- IATA: EFK; ICAO: KEFK; FAA LID: EFK;

Summary
- Airport type: Public
- Owner: State of Vermont
- Serves: Newport, Vermont
- Elevation AMSL: 930 ft / 283 m
- Website: vtrans.vermont.gov/aviation/airports/northeastkingdominternational

Map
- Interactive map of Northeast Kingdom International

Runways
| Direction | Length |  | Surface |
| ft | m |
| 5/23 | 4,000 | 1,219 | Asphalt |
| 18/36 | 5,300 | 1,615 | Asphalt |

Statistics (2015)
- Aircraft operations: 9,452
- Based aircraft: 20
- Source: Federal Aviation Administration

= Northeast Kingdom International Airport =

Northeast Kingdom International Airport, until 2015 the Newport State Airport , is a state-owned airport in Coventry, Vermont, U.S.A. It is located three miles (5 km) southwest of Newport, in Orleans County, Vermont.

== Facilities==
The airport covers 540 acre and has two asphalt runways: 5/23 is 4,000 x 100 ft (1,219 x 30 m) and 18/36 is 5,300 x 100 ft (1,615 x 30 m).

In 2015 the airport had 9,452 aircraft operations, average 19 per day: 97% general aviation and 3% military. 20 aircraft are based at this airport: 88% single engine and 12% multi-engine.

== History ==
The city of Newport owned the airport until it sold it to the state of Vermont in the 1970s.

Northeast Airlines DC-3s served Newport from June through September between the years 1955 to 1961 and 1965 to 1967. FH-227s took over in the summer of 1968 but this was the last year the airport had scheduled commercial service.

On August 14–15, 2004, the airport served as the site of Coventry, the former final live concert appearance by the musical group Phish, attended by tens of thousands of fans.

On January 9, 2012, the state announced its intention to seek Federal approval for an expansion. The project, projected to take 9 years would extend the runway by 1000 to 5000 ft with the capability of handling private jets. Other improvements include expanded water and sewer services, a new terminal, new taxiways, and services from the U.S. Customs and Border Protection and the Transportation Security Administration.

In 2013 Flight Design announced the intention of assembling CTLS planes at the airport from nine pieces, fabricated in Germany. It would employ about 35 workers.

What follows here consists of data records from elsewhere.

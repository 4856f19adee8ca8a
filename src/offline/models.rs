//! Data models for the offline operation queue

use chrono::{DateTime, Utc};
use serde::{Deserialize, Serialize};
use uuid::Uuid;

/// Kind of mutation a queued operation performs
#[derive(Debug, Clone, Copy, PartialEq, Eq, Hash, Serialize, Deserialize)]
#[serde(rename_all = "lowercase")]
pub enum OperationKind {
    Create,
    Update,
    Delete,
}

impl OperationKind {
    pub fn as_str(&self) -> &'static str {
        match self {
            Self::Create => "create",
            Self::Update => "update",
            Self::Delete => "delete",
        }
    }

    pub fn parse(s: &str) -> Option<Self> {
        match s {
            "create" => Some(Self::Create),
            "update" => Some(Self::Update),
            "delete" => Some(Self::Delete),
            _ => None,
        }
    }
}

impl std::fmt::Display for OperationKind {
    fn fmt(&self, f: &mut std::fmt::Formatter<'_>) -> std::fmt::Result {
        f.write_str(self.as_str())
    }
}

/// One mutating action waiting to be replayed
#[derive(Debug, Clone, PartialEq, Serialize, Deserialize)]
pub struct QueuedOperation {
    pub id: Uuid,
    pub kind: OperationKind,
    /// Business object the operation targets (e.g. "task", "client")
    pub entity: String,
    pub data: serde_json::Value,
    pub enqueued_at: DateTime<Utc>,
    #[serde(default)]
    pub retry_count: u32,
    #[serde(default)]
    pub last_error: Option<String>,
}

impl QueuedOperation {
    pub fn new(kind: OperationKind, entity: impl Into<String>, data: serde_json::Value) -> Self {
        Self {
            id: Uuid::new_v4(),
            kind,
            entity: entity.into(),
            data,
            enqueued_at: Utc::now(),
            retry_count: 0,
            last_error: None,
        }
    }
}

/// Outcome of one sync pass
#[derive(Debug, Clone, Copy, Default, PartialEq, Eq, Serialize, Deserialize)]
pub struct SyncResult {
    pub success: usize,
    /// Failed attempts, including operations dropped after their last retry
    pub failed: usize,
}

#[cfg(test)]
mod tests {
    use super::*;
    use serde_json::json;

    #[test]
    fn test_new_operation_defaults() {
        let op = QueuedOperation::new(OperationKind::Update, "task", json!({"id": 7}));
        assert_eq!(op.retry_count, 0);
        assert!(op.last_error.is_none());
        assert_eq!(op.entity, "task");
    }

    #[test]
    fn test_deserialize_without_retry_fields() {
        let id = Uuid::new_v4();
        let raw = json!({
            "id": id,
            "kind": "delete",
            "entity": "client",
            "data": {"id": 3},
            "enqueued_at": "2025-02-01T10:00:00Z",
        });
        let op: QueuedOperation = serde_json::from_value(raw).unwrap();
        assert_eq!(op.id, id);
        assert_eq!(op.kind, OperationKind::Delete);
        assert_eq!(op.retry_count, 0);
    }

    #[test]
    fn test_kind_parse() {
        assert_eq!(OperationKind::parse("create"), Some(OperationKind::Create));
        assert_eq!(OperationKind::parse("upsert"), None);
        assert_eq!(OperationKind::Update.to_string(), "update");
    }
}
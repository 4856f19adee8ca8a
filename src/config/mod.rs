//! Configuration loading and management

mod io;
mod settings;

pub use settings::{DatabaseSettings, GamificationSettings, QueueSettings};

use serde::{Deserialize, Serialize};

/// Main configuration structure
#[derive(Debug, Clone, Default, PartialEq, Serialize, Deserialize)]
pub struct Config {
    /// Gamification database
    #[serde(default)]
    pub database: DatabaseSettings,

    /// Offline operation queue
    #[serde(default)]
    pub queue: QueueSettings,

    /// Check-in rewards
    #[serde(default)]
    pub gamification: GamificationSettings,
}
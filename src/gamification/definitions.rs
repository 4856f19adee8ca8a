//! Achievement definitions and metadata
//!
//! The catalog is managed outside the engine; this module only describes its
//! shape and ships a default sales catalog used to seed a fresh store.

use serde::{Deserialize, Serialize};

/// Error raised when a catalog row read back from the store cannot be decoded
#[derive(Debug, thiserror::Error, PartialEq)]
pub enum StoreDecodeError {
    #[error("Unknown achievement category: {0}")]
    UnknownCategory(String),

    #[error("Unknown achievement tier: {0}")]
    UnknownTier(String),

    #[error("Unknown requirement type: {0}")]
    UnknownRequirement(String),

    #[error("Unknown metric: {0}")]
    UnknownMetric(String),

    #[error("Requirement '{0}' needs a metric")]
    MissingMetric(&'static str),
}

/// Achievement category for grouping in UI
#[derive(Debug, Clone, Copy, PartialEq, Eq, Hash, Serialize, Deserialize)]
#[serde(rename_all = "lowercase")]
pub enum AchievementCategory {
    Streak,
    Volume,
    Conversion,
    Milestone,
    Special,
}

impl AchievementCategory {
    pub fn as_str(&self) -> &'static str {
        match self {
            Self::Streak => "streak",
            Self::Volume => "volume",
            Self::Conversion => "conversion",
            Self::Milestone => "milestone",
            Self::Special => "special",
        }
    }

    pub fn parse(s: &str) -> Result<Self, StoreDecodeError> {
        match s {
            "streak" => Ok(Self::Streak),
            "volume" => Ok(Self::Volume),
            "conversion" => Ok(Self::Conversion),
            "milestone" => Ok(Self::Milestone),
            "special" => Ok(Self::Special),
            other => Err(StoreDecodeError::UnknownCategory(other.to_string())),
        }
    }

    pub fn label(&self) -> &'static str {
        match self {
            Self::Streak => "Streaks",
            Self::Volume => "Volume",
            Self::Conversion => "Conversion",
            Self::Milestone => "Milestones",
            Self::Special => "Special",
        }
    }
}

/// Rarity tier shown next to an achievement
#[derive(Debug, Clone, Copy, PartialEq, Eq, PartialOrd, Ord, Hash, Serialize, Deserialize)]
#[serde(rename_all = "lowercase")]
pub enum AchievementTier {
    Bronze,
    Silver,
    Gold,
    Platinum,
    Diamond,
}

impl AchievementTier {
    pub fn as_str(&self) -> &'static str {
        match self {
            Self::Bronze => "bronze",
            Self::Silver => "silver",
            Self::Gold => "gold",
            Self::Platinum => "platinum",
            Self::Diamond => "diamond",
        }
    }

    pub fn parse(s: &str) -> Result<Self, StoreDecodeError> {
        match s {
            "bronze" => Ok(Self::Bronze),
            "silver" => Ok(Self::Silver),
            "gold" => Ok(Self::Gold),
            "platinum" => Ok(Self::Platinum),
            "diamond" => Ok(Self::Diamond),
            other => Err(StoreDecodeError::UnknownTier(other.to_string())),
        }
    }
}

/// Sales activity counter an achievement can target
#[derive(Debug, Clone, Copy, PartialEq, Eq, Hash, Serialize, Deserialize)]
#[serde(rename_all = "lowercase")]
pub enum Metric {
    Contacts,
    Calls,
    Meetings,
    Deals,
    Revenue,
}

impl Metric {
    pub fn as_str(&self) -> &'static str {
        match self {
            Self::Contacts => "contacts",
            Self::Calls => "calls",
            Self::Meetings => "meetings",
            Self::Deals => "deals",
            Self::Revenue => "revenue",
        }
    }

    pub fn parse(s: &str) -> Result<Self, StoreDecodeError> {
        match s {
            "contacts" => Ok(Self::Contacts),
            "calls" => Ok(Self::Calls),
            "meetings" => Ok(Self::Meetings),
            "deals" => Ok(Self::Deals),
            "revenue" => Ok(Self::Revenue),
            other => Err(StoreDecodeError::UnknownMetric(other.to_string())),
        }
    }
}

/// Unlock rule of an achievement.
///
/// Each variant carries exactly what its check reads, so adding a rule kind
/// forces every evaluator to handle it.
#[derive(Debug, Clone, PartialEq, Serialize, Deserialize)]
#[serde(tag = "type", rename_all = "snake_case")]
pub enum Requirement {
    /// Current count of the named streak reaches `days`
    StreakDays { streak_type: String, days: u32 },
    /// Cumulative total of `metric` reaches `count`
    TotalCount { metric: Metric, count: u64 },
    /// Today's activity for `metric` reaches `count`
    SingleDay { metric: Metric, count: u64 },
    /// Cumulative revenue reaches `amount`
    TotalRevenue { amount: f64 },
}

impl Requirement {
    /// Tag stored in the `requirement_type` column
    pub fn kind(&self) -> &'static str {
        match self {
            Self::StreakDays { .. } => "streak_days",
            Self::TotalCount { .. } => "total_count",
            Self::SingleDay { .. } => "single_day",
            Self::TotalRevenue { .. } => "total_revenue",
        }
    }

    /// Numeric threshold the current value is compared against
    pub fn threshold(&self) -> f64 {
        match self {
            Self::StreakDays { days, .. } => f64::from(*days),
            Self::TotalCount { count, .. } | Self::SingleDay { count, .. } => *count as f64,
            Self::TotalRevenue { amount } => *amount,
        }
    }

    /// Value stored in the `requirement_metric` column
    pub fn metric_name(&self) -> Option<&str> {
        match self {
            Self::StreakDays { streak_type, .. } => Some(streak_type.as_str()),
            Self::TotalCount { metric, .. } | Self::SingleDay { metric, .. } => {
                Some(metric.as_str())
            }
            Self::TotalRevenue { .. } => None,
        }
    }

    /// Rebuild a requirement from its stored columns
    pub fn from_parts(
        kind: &str,
        value: f64,
        metric: Option<&str>,
    ) -> Result<Self, StoreDecodeError> {
        let value = value.max(0.0);
        match kind {
            "streak_days" => Ok(Self::StreakDays {
                streak_type: metric
                    .ok_or(StoreDecodeError::MissingMetric("streak_days"))?
                    .to_string(),
                days: value.ceil() as u32,
            }),
            "total_count" => Ok(Self::TotalCount {
                metric: Metric::parse(
                    metric.ok_or(StoreDecodeError::MissingMetric("total_count"))?,
                )?,
                count: value.ceil() as u64,
            }),
            "single_day" => Ok(Self::SingleDay {
                metric: Metric::parse(
                    metric.ok_or(StoreDecodeError::MissingMetric("single_day"))?,
                )?,
                count: value.ceil() as u64,
            }),
            "total_revenue" => Ok(Self::TotalRevenue { amount: value }),
            other => Err(StoreDecodeError::UnknownRequirement(other.to_string())),
        }
    }
}

/// Achievement definition with all metadata
#[derive(Debug, Clone, PartialEq, Serialize, Deserialize)]
pub struct Achievement {
    pub id: String,
    pub name: String,
    pub description: String,
    pub icon: String,
    pub category: AchievementCategory,
    pub requirement: Requirement,
    pub points: u32,
    pub tier: AchievementTier,
    pub active: bool,
}

/// Streak type driven by sales check-ins
pub const DAILY_PROSPECTING: &str = "daily_prospecting";

#[allow(clippy::too_many_arguments)]
fn def(
    id: &str,
    name: &str,
    description: &str,
    icon: &str,
    category: AchievementCategory,
    requirement: Requirement,
    points: u32,
    tier: AchievementTier,
) -> Achievement {
    Achievement {
        id: id.to_string(),
        name: name.to_string(),
        description: description.to_string(),
        icon: icon.to_string(),
        category,
        requirement,
        points,
        tier,
        active: true,
    }
}

/// Built-in sales catalog for seeding a new store
pub fn default_catalog() -> Vec<Achievement> {
    use AchievementCategory as C;
    use AchievementTier as T;

    let streak = |days| Requirement::StreakDays {
        streak_type: DAILY_PROSPECTING.to_string(),
        days,
    };

    vec![
        // === STREAK ===
        def(
            "streak_3",
            "Warming Up",
            "Prospect 3 days in a row",
            "🔥",
            C::Streak,
            streak(3),
            30,
            T::Bronze,
        ),
        def(
            "streak_7",
            "On Fire",
            "Prospect 7 days in a row",
            "🔥",
            C::Streak,
            streak(7),
            75,
            T::Silver,
        ),
        def(
            "streak_30",
            "Unstoppable",
            "Prospect 30 days in a row",
            "⚡",
            C::Streak,
            streak(30),
            300,
            T::Gold,
        ),
        def(
            "streak_100",
            "Relentless",
            "Prospect 100 days in a row",
            "💎",
            C::Streak,
            streak(100),
            1000,
            T::Diamond,
        ),
        // === VOLUME ===
        def(
            "contacts_100",
            "Networker",
            "Reach 100 contacts",
            "📇",
            C::Volume,
            Requirement::TotalCount { metric: Metric::Contacts, count: 100 },
            50,
            T::Bronze,
        ),
        def(
            "contacts_1000",
            "Rolodex",
            "Reach 1,000 contacts",
            "📚",
            C::Volume,
            Requirement::TotalCount { metric: Metric::Contacts, count: 1000 },
            250,
            T::Gold,
        ),
        def(
            "calls_500",
            "Dialer",
            "Make 500 calls",
            "📞",
            C::Volume,
            Requirement::TotalCount { metric: Metric::Calls, count: 500 },
            150,
            T::Silver,
        ),
        def(
            "calls_day_50",
            "Phone Marathon",
            "Make 50 calls in a single day",
            "☎️",
            C::Volume,
            Requirement::SingleDay { metric: Metric::Calls, count: 50 },
            100,
            T::Silver,
        ),
        def(
            "meetings_day_5",
            "Packed Calendar",
            "Hold 5 meetings in a single day",
            "📅",
            C::Volume,
            Requirement::SingleDay { metric: Metric::Meetings, count: 5 },
            80,
            T::Silver,
        ),
        // === CONVERSION ===
        def(
            "first_deal",
            "First Close",
            "Close your first deal",
            "🤝",
            C::Conversion,
            Requirement::TotalCount { metric: Metric::Deals, count: 1 },
            25,
            T::Bronze,
        ),
        def(
            "deals_50",
            "Closer",
            "Close 50 deals",
            "🏆",
            C::Conversion,
            Requirement::TotalCount { metric: Metric::Deals, count: 50 },
            400,
            T::Platinum,
        ),
        def(
            "deals_day_3",
            "Hat Trick",
            "Close 3 deals in a single day",
            "🎩",
            C::Conversion,
            Requirement::SingleDay { metric: Metric::Deals, count: 3 },
            150,
            T::Gold,
        ),
        // === MILESTONE ===
        def(
            "revenue_10k",
            "Five Figures",
            "Generate 10,000 in revenue",
            "💰",
            C::Milestone,
            Requirement::TotalRevenue { amount: 10_000.0 },
            100,
            T::Silver,
        ),
        def(
            "revenue_100k",
            "Six Figures",
            "Generate 100,000 in revenue",
            "💎",
            C::Milestone,
            Requirement::TotalRevenue { amount: 100_000.0 },
            500,
            T::Platinum,
        ),
        def(
            "revenue_1m",
            "Rainmaker",
            "Generate 1,000,000 in revenue",
            "👑",
            C::Special,
            Requirement::TotalRevenue { amount: 1_000_000.0 },
            2000,
            T::Diamond,
        ),
    ]
}

#[cfg(test)]
mod tests {
    use super::*;
    use std::collections::HashSet;

    #[test]
    fn test_default_catalog_ids_unique() {
        let catalog = default_catalog();
        let ids: HashSet<_> = catalog.iter().map(|a| a.id.as_str()).collect();
        assert_eq!(ids.len(), catalog.len());
        assert!(catalog.iter().all(|a| a.active));
    }

    #[test]
    fn test_requirement_from_parts() {
        let req = Requirement::from_parts("streak_days", 7.0, Some("daily_prospecting")).unwrap();
        assert_eq!(
            req,
            Requirement::StreakDays { streak_type: "daily_prospecting".to_string(), days: 7 }
        );

        let req = Requirement::from_parts("total_revenue", 5000.0, None).unwrap();
        assert_eq!(req.threshold(), 5000.0);
        assert_eq!(req.metric_name(), None);

        assert_eq!(
            Requirement::from_parts("weekly_best", 1.0, None),
            Err(StoreDecodeError::UnknownRequirement("weekly_best".to_string()))
        );
        assert_eq!(
            Requirement::from_parts("single_day", 3.0, None),
            Err(StoreDecodeError::MissingMetric("single_day"))
        );
        assert_eq!(
            Requirement::from_parts("total_count", 3.0, Some("emails")),
            Err(StoreDecodeError::UnknownMetric("emails".to_string()))
        );
    }

    #[test]
    fn test_requirement_serde_tag() {
        let req = Requirement::SingleDay { metric: Metric::Calls, count: 50 };
        let json = serde_json::to_value(&req).unwrap();
        assert_eq!(json["type"], "single_day");
        assert_eq!(json["metric"], "calls");
    }
}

The airport was renamed in 2015 amid development plans for the Northeast Kingdom that included a major FAA funded upgrade to the airport. Runway, taxiway and other airport facility upgrades were completed in 2017.

Outside resort developers had proposed plans for a new passenger terminal, commercial flights and the aircraft assembly plant, but were abandoned in April 2016 when the developers were charged with fraud for misappropriating the funds.

On October 12, 2017, the FAA recognized the State of Vermont's airport name change from Newport State Airport to Northeast Kingdom International Airport.